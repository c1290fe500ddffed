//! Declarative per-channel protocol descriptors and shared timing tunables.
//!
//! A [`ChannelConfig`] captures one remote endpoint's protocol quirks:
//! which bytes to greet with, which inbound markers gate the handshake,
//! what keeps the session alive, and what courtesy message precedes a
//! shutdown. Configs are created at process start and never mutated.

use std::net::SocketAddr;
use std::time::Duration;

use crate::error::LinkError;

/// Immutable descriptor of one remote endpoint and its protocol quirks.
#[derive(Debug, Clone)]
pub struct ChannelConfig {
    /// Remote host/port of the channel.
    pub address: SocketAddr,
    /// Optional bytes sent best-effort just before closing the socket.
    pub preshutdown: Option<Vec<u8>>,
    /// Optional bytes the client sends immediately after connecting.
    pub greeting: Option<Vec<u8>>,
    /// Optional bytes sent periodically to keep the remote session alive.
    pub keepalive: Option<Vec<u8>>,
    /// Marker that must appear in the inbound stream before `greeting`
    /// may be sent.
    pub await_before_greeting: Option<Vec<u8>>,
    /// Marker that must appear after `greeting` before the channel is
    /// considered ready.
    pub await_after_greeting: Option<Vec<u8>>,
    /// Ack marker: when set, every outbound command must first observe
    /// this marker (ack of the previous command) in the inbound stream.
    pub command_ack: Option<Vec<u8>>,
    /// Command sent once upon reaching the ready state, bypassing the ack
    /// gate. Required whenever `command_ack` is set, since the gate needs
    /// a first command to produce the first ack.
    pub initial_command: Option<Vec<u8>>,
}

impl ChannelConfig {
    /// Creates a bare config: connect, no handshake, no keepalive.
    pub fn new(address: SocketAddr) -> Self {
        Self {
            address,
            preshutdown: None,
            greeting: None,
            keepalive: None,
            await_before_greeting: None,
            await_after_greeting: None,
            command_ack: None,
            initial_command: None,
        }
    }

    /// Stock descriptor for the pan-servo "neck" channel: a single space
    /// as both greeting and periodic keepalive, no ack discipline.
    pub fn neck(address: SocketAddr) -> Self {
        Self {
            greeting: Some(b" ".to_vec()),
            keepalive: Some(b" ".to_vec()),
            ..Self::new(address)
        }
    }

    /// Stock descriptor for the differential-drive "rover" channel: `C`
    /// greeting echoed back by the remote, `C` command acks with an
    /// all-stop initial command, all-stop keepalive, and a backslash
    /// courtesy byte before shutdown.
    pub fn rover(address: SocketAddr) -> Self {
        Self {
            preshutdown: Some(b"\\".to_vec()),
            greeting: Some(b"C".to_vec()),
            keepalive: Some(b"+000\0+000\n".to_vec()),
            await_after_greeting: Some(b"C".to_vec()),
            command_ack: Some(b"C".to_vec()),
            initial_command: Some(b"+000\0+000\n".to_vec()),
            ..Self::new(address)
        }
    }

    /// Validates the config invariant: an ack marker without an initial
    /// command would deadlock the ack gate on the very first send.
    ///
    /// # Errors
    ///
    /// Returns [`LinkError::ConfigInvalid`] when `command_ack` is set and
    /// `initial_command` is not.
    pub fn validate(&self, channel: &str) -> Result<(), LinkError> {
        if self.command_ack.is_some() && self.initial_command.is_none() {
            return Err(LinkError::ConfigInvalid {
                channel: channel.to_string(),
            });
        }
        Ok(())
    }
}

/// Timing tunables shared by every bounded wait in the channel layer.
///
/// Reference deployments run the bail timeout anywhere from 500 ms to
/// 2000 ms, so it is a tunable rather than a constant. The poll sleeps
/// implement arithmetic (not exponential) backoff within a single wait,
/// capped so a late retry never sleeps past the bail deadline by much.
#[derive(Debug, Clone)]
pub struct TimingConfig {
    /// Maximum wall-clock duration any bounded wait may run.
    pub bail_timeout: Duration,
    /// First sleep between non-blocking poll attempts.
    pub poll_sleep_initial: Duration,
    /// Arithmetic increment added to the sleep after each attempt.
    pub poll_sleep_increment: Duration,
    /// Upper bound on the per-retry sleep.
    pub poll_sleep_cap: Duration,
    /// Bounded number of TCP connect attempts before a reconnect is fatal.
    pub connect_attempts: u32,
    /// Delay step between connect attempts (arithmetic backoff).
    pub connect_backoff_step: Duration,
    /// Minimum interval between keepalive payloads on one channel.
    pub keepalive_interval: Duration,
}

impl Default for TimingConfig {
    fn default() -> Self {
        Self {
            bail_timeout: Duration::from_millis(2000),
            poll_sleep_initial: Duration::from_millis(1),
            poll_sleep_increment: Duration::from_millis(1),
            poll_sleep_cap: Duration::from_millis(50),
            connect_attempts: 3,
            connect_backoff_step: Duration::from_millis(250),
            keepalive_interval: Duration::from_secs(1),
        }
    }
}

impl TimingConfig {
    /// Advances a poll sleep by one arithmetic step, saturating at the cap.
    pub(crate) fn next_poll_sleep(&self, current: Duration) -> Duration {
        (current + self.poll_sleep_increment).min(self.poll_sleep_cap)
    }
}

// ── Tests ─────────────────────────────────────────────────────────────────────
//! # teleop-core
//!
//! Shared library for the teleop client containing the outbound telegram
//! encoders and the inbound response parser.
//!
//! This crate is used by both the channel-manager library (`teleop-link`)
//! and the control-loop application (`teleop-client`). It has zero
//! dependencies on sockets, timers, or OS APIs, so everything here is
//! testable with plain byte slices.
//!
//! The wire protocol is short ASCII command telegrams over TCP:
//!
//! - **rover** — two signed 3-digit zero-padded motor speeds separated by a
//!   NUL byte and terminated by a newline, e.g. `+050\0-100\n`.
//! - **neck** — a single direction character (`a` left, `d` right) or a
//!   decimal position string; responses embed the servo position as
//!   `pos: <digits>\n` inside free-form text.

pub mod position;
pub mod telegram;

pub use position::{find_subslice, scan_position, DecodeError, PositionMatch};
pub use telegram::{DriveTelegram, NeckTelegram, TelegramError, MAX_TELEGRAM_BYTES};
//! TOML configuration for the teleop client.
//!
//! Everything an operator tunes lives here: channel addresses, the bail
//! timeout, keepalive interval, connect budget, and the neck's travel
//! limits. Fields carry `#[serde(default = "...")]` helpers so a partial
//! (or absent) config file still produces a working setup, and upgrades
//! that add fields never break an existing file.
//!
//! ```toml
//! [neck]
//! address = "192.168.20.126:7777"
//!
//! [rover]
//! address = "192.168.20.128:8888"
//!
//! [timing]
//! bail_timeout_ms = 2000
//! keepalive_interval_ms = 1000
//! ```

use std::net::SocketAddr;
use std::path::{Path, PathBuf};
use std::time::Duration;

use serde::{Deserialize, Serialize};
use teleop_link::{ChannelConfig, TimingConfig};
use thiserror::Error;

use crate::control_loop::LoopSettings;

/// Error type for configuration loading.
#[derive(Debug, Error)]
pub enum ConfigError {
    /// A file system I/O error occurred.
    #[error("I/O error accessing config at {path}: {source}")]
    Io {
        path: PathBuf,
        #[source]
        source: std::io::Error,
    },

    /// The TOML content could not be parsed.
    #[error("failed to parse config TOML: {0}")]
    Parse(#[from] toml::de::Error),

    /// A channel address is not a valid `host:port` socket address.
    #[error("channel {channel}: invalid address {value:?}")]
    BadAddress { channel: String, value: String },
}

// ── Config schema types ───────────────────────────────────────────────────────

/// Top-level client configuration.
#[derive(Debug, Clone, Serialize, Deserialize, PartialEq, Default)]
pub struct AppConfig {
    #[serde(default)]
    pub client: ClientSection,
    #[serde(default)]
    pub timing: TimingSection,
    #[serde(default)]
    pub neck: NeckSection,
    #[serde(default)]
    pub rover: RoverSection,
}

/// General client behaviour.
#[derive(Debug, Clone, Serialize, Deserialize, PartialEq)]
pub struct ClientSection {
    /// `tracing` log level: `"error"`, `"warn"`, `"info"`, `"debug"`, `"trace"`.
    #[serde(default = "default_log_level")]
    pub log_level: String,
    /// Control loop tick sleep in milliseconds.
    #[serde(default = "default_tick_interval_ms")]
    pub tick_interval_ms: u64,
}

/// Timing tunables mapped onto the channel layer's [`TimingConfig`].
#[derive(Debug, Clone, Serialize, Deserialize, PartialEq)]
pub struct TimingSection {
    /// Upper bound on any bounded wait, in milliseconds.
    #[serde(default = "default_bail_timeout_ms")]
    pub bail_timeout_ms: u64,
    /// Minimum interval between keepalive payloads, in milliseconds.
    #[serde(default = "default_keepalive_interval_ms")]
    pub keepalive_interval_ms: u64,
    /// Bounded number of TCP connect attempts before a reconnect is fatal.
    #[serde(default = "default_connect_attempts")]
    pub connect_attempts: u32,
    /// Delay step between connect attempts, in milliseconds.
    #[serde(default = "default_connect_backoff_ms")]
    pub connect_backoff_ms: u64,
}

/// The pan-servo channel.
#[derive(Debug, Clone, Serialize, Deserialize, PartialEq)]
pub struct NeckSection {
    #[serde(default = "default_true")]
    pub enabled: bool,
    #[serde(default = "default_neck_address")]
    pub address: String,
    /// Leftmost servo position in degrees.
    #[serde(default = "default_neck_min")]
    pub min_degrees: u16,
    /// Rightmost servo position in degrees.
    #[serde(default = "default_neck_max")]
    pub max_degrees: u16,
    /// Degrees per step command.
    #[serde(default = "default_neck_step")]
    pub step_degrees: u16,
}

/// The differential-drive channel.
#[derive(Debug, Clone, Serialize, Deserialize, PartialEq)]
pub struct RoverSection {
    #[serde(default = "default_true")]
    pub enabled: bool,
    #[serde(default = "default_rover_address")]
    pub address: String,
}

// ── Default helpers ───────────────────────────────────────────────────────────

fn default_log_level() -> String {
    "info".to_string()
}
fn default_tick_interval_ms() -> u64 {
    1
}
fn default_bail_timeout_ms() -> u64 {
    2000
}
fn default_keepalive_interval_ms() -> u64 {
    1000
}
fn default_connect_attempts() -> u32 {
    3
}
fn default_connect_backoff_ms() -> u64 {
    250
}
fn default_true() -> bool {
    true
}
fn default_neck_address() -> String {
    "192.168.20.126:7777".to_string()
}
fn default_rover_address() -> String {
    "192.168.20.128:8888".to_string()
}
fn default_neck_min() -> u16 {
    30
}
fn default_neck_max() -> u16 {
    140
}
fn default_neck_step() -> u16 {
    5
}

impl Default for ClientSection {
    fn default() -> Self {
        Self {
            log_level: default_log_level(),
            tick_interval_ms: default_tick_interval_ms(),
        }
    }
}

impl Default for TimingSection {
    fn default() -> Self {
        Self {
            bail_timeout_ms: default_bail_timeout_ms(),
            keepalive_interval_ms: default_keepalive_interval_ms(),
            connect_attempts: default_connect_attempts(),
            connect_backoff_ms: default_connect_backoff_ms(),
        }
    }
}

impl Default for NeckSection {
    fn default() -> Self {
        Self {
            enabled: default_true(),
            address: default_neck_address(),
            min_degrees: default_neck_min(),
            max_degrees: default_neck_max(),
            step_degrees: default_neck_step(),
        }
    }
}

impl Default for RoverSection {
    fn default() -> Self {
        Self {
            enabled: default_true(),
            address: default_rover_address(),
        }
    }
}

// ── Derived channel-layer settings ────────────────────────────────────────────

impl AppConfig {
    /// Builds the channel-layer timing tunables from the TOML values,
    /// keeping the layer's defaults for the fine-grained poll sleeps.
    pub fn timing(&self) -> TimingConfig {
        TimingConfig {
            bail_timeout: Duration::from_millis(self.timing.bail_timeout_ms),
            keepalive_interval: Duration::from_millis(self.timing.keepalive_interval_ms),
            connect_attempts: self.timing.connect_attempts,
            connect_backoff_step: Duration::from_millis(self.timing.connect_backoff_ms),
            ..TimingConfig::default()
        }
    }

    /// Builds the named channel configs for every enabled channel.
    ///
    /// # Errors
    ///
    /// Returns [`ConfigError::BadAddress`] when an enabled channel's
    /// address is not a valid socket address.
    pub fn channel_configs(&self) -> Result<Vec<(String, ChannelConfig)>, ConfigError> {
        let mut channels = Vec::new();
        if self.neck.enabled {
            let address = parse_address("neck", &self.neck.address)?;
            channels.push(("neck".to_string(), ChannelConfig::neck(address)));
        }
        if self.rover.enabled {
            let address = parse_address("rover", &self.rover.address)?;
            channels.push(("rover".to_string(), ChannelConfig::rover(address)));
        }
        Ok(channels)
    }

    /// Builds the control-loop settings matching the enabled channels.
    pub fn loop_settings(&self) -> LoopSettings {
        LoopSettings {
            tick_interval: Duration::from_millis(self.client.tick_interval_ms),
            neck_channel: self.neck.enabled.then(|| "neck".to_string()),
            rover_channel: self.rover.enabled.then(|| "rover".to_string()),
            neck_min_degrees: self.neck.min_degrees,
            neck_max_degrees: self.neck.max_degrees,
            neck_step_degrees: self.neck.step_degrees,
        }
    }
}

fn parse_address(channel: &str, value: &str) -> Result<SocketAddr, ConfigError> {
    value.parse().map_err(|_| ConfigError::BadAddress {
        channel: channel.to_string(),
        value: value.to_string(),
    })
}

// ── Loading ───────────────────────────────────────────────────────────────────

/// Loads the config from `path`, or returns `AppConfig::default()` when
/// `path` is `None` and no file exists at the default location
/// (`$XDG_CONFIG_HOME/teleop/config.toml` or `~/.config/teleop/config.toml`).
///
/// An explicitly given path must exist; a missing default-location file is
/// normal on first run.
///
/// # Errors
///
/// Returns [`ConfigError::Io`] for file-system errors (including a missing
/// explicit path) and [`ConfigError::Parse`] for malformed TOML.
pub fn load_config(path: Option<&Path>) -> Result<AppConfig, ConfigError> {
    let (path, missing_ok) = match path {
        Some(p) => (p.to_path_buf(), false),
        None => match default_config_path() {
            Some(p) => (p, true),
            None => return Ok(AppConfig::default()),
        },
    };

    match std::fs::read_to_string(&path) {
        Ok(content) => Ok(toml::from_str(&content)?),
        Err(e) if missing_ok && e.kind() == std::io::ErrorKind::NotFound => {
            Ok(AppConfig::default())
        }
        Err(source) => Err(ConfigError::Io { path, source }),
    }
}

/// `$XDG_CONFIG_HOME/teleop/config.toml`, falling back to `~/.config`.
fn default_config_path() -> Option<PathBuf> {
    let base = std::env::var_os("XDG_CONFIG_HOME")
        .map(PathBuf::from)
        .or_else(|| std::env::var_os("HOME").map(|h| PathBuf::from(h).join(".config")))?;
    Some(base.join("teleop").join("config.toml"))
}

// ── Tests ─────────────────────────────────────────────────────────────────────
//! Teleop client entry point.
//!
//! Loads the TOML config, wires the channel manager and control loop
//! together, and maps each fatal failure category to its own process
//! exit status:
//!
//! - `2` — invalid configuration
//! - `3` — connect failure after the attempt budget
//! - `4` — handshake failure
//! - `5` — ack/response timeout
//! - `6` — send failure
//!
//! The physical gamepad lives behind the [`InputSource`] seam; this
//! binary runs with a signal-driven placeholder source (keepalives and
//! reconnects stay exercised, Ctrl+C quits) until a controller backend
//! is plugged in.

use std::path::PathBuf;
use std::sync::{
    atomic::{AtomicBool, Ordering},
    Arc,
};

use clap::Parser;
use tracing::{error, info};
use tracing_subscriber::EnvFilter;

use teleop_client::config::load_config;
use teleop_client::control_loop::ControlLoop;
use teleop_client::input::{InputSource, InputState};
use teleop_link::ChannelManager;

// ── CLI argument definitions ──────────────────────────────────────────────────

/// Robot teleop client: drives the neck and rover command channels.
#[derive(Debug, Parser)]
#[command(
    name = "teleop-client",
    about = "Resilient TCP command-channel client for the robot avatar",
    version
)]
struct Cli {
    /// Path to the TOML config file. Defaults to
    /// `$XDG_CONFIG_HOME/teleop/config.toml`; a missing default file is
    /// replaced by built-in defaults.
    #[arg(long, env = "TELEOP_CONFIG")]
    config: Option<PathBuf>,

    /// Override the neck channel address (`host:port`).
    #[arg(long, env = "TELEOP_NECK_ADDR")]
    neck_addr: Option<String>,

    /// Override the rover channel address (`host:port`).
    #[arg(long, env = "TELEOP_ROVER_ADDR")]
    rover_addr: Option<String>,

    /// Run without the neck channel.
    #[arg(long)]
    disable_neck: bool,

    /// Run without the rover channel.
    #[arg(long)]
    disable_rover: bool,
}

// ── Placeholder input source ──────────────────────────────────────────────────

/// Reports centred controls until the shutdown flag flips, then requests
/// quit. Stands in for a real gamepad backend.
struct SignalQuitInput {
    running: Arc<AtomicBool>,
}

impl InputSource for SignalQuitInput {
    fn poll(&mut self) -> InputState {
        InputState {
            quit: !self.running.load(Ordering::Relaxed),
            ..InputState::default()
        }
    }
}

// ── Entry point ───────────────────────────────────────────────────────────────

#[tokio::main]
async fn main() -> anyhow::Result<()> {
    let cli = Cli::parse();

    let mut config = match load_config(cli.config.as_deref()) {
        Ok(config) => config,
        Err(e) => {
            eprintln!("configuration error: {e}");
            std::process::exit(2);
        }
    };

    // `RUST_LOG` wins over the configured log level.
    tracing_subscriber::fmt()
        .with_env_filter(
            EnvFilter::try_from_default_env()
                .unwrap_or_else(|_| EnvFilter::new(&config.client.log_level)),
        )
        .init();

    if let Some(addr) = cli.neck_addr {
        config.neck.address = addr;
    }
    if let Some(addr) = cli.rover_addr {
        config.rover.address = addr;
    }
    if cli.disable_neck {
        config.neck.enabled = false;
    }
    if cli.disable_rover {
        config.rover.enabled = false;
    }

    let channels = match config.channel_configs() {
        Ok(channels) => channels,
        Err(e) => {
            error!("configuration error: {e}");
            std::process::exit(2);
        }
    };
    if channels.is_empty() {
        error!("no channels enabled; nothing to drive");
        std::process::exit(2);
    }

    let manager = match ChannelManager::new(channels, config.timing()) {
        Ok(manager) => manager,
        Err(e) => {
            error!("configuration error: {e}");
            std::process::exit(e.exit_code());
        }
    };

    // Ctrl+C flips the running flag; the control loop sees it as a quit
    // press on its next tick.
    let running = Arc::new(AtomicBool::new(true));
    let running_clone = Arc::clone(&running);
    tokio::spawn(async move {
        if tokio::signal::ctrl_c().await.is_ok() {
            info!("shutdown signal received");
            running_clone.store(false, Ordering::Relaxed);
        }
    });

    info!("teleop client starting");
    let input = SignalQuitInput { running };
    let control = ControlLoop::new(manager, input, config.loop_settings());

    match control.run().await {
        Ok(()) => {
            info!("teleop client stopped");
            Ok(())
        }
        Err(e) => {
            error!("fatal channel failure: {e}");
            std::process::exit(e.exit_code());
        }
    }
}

┄┄┄┄┄┄

▶ **Problem statement**
Scan the listing for "LoopSettings" and copy out each line that has it.

▶ **Finished task**
use crate::control_loop::LoopSettings;
    pub fn loop_settings(&self) -> LoopSettings {
        LoopSettings {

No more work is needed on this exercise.